Saved entries

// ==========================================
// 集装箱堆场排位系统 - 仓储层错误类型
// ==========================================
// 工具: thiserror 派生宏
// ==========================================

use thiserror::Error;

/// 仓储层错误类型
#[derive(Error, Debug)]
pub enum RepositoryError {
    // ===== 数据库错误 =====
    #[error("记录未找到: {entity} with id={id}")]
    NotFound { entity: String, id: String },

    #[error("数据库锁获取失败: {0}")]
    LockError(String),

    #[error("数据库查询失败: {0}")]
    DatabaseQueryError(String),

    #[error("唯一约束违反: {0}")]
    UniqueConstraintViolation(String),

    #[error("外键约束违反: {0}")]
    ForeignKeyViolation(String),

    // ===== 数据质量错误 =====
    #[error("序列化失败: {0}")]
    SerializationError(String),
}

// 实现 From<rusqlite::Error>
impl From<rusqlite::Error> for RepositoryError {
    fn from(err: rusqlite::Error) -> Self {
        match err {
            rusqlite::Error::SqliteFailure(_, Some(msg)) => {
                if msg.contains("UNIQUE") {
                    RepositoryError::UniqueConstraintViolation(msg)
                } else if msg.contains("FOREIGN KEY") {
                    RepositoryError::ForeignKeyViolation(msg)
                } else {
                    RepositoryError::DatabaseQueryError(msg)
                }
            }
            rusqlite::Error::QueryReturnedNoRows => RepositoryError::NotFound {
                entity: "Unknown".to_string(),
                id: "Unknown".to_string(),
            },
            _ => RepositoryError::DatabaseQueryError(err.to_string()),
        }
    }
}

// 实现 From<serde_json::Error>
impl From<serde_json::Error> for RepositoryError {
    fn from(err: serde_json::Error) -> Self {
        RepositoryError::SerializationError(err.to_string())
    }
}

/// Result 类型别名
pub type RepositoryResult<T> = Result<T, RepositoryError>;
==
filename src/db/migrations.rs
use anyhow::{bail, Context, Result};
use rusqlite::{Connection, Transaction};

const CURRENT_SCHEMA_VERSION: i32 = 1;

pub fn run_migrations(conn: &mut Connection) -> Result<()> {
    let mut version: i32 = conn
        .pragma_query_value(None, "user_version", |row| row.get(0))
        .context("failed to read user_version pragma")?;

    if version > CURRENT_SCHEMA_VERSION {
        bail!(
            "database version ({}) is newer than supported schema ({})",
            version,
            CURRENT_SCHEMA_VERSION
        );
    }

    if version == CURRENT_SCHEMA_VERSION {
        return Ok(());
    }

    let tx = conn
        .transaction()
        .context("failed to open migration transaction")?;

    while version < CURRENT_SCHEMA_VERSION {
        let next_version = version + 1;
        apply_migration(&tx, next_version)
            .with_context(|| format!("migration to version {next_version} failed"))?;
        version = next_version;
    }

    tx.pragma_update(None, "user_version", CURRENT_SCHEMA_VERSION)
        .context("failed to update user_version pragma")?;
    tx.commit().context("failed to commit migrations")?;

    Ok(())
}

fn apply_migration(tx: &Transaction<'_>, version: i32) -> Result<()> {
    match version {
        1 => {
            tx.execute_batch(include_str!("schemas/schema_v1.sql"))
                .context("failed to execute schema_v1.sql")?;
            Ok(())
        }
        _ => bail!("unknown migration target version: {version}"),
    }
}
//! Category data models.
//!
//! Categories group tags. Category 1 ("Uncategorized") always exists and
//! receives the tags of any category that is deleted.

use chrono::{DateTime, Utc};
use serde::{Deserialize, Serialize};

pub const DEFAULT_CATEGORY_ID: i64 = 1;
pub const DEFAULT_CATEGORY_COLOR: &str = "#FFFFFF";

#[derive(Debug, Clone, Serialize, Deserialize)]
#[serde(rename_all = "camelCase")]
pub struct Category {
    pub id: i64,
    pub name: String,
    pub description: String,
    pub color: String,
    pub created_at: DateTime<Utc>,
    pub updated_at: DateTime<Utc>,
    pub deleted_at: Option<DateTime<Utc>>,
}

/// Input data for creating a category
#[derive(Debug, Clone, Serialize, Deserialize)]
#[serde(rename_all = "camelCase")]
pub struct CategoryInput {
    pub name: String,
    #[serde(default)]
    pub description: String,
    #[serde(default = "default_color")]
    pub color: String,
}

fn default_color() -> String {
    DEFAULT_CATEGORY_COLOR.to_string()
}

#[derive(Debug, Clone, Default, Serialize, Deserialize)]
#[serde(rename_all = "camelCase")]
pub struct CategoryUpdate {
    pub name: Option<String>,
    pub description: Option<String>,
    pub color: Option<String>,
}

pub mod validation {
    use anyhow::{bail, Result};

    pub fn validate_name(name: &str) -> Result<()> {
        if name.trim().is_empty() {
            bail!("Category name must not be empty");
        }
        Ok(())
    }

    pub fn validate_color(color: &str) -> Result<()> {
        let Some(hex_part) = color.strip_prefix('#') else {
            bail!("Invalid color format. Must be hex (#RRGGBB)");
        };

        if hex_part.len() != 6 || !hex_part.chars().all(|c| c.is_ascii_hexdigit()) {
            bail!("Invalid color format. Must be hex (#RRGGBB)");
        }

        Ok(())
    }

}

▶ **Work task**
A single number is the whole answer: please count how many lines of the records above include the string "None".

▶ **Solution below**
2